Not the bees!”, is the key quoted line from the remake, which isn’t even in the original theatrical cut (like the 1973 film, this Wicker Man has a cult following, and like the 1973 film it also has its very own legacy of alternate versions; the context is entirely less respectful, of course). Such is the thespian excess on display in the climactic sequence, it has inspired numerous mocking/celebrating YouTube clips. I’d like to be able to affirm the picture’s revised reputation as a cult comedy classic, but while it undoubtedly features a raft of inspired, lunatic moments, mostly down to Nic himself (Cage says he knew all along it was absurd, but his performances often suggest he’s the only person in a movie who sees the material that way), it remains some considerable distance from such exalted status.


While the remake’s adulterated premise arguably lends itself to the preposterous, and one might read it as LaBute caricaturing – or poking the badger, or bear, with regards to his critics – the accusations of misogyny that had cropped up in his previous work (albeit a misanthropic inclination has always been the most pervasive charge; I don’t think there’s much arguing with that one), there simply isn’t enough besides Cage to support that.

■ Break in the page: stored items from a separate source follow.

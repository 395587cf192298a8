//! Logging bootstrap and event discipline.
//!
//! # Responsibility
//! - Initialize file-based rolling logs exactly once per process.
//! - Keep diagnostic events stable and metadata-only (`event=... module=...
//!   status=...`).
//!
//! # Invariants
//! - Logging init is idempotent for the same configuration.
//! - Re-initialization with a conflicting level or directory is rejected.
//! - Initialization never panics.

use flexi_logger::{Cleanup, Criterion, FileSpec, Logger, LoggerHandle, Naming, WriteMode};
use log::info;
use once_cell::sync::OnceCell;
use std::path::{Path, PathBuf};

const LOG_FILE_BASENAME: &str = "climatrack";
const MAX_LOG_FILE_SIZE_BYTES: u64 = 10 * 1024 * 1024;
const MAX_LOG_FILES: usize = 5;

static LOGGING_STATE: OnceCell<LoggingState> = OnceCell::new();

struct LoggingState {
    level: &'static str,
    log_dir: PathBuf,
    _logger: LoggerHandle,
}

/// Initializes engine logging with a level and an absolute log directory.
///
/// Repeated calls with the same configuration are no-ops; a conflicting
/// level or directory is rejected with a human-readable error string.
///
/// # Errors
/// - Unsupported `level`.
/// - Empty or relative `log_dir`, or a directory that cannot be created.
/// - Logger backend setup failure.
pub fn init_logging(level: &str, log_dir: &str) -> Result<(), String> {
    let level = normalize_level(level)?;
    let log_dir = normalize_log_dir(log_dir)?;

    let state = LOGGING_STATE.get_or_try_init(|| start_logger(level, log_dir.clone()))?;

    if state.level != level {
        return Err(format!(
            "logging already initialized with level `{}`; refusing to switch to `{level}`",
            state.level
        ));
    }
    if state.log_dir != log_dir {
        return Err(format!(
            "logging already initialized at `{}`; refusing to switch to `{}`",
            state.log_dir.display(),
            log_dir.display()
        ));
    }

    Ok(())
}

/// Returns `(level, log_dir)` when logging is active, `None` otherwise.
pub fn logging_status() -> Option<(&'static str, PathBuf)> {
    LOGGING_STATE
        .get()
        .map(|state| (state.level, state.log_dir.clone()))
}

/// Default log level for the current build mode.
pub fn default_log_level() -> &'static str {
    if cfg!(debug_assertions) {
        "debug"
    } else {
        "info"
    }
}

fn start_logger(level: &'static str, log_dir: PathBuf) -> Result<LoggingState, String> {
    std::fs::create_dir_all(&log_dir).map_err(|err| {
        format!(
            "failed to create log directory `{}`: {err}",
            log_dir.display()
        )
    })?;

    let logger = Logger::try_with_str(level)
        .map_err(|err| format!("invalid log level `{level}`: {err}"))?
        .log_to_file(
            FileSpec::default()
                .directory(log_dir.as_path())
                .basename(LOG_FILE_BASENAME),
        )
        .rotate(
            Criterion::Size(MAX_LOG_FILE_SIZE_BYTES),
            Naming::Numbers,
            Cleanup::KeepLogFiles(MAX_LOG_FILES),
        )
        .write_mode(WriteMode::BufferAndFlush)
        .append()
        .format_for_files(flexi_logger::detailed_format)
        .start()
        .map_err(|err| format!("failed to start logger: {err}"))?;

    info!(
        "event=engine_init module=core status=ok level={} log_dir={} version={}",
        level,
        log_dir.display(),
        env!("CARGO_PKG_VERSION")
    );

    Ok(LoggingState {
        level,
        log_dir,
        _logger: logger,
    })
}

fn normalize_level(level: &str) -> Result<&'static str, String> {
    match level.trim().to_ascii_lowercase().as_str() {
        "trace" => Ok("trace"),
        "debug" => Ok("debug"),
        "info" => Ok("info"),
        "warn" | "warning" => Ok("warn"),
        "error" => Ok("error"),
        other => Err(format!(
            "unsupported log level `{other}`; expected trace|debug|info|warn|error"
        )),
    }
}

fn normalize_log_dir(log_dir: &str) -> Result<PathBuf, String> {
    let trimmed = log_dir.trim();
    if trimmed.is_empty() {
        return Err("log_dir cannot be empty".to_string());
    }
    let path = Path::new(trimmed);
    if !path.is_absolute() {
        return Err(format!("log_dir must be an absolute path, got `{trimmed}`"));
    }
    Ok(path.to_path_buf())
}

LaBute has never been one for the subtler elements, preferring to tackle his subjects head on. Hence the ungainly decision, whatever is precise root “inspiration” may have been, to engineer a gender reversal on characters from the original; “Summersisle” is now transposed to America, and presided over by a rather stiff matriarch (Ellen Burstyn). Many of the alterations are relatively cosmetic, and the picture suffers accordingly, despite its hyperbolic (Nic) elements. Instead of devising an at-least-interesting take on esteemed material, one mostly finds oneself conscious of how scenes have been lifted wholesale from the original, right down repeating the dialogue, and concluding that change has been made for change’s sake rather than any really good reason.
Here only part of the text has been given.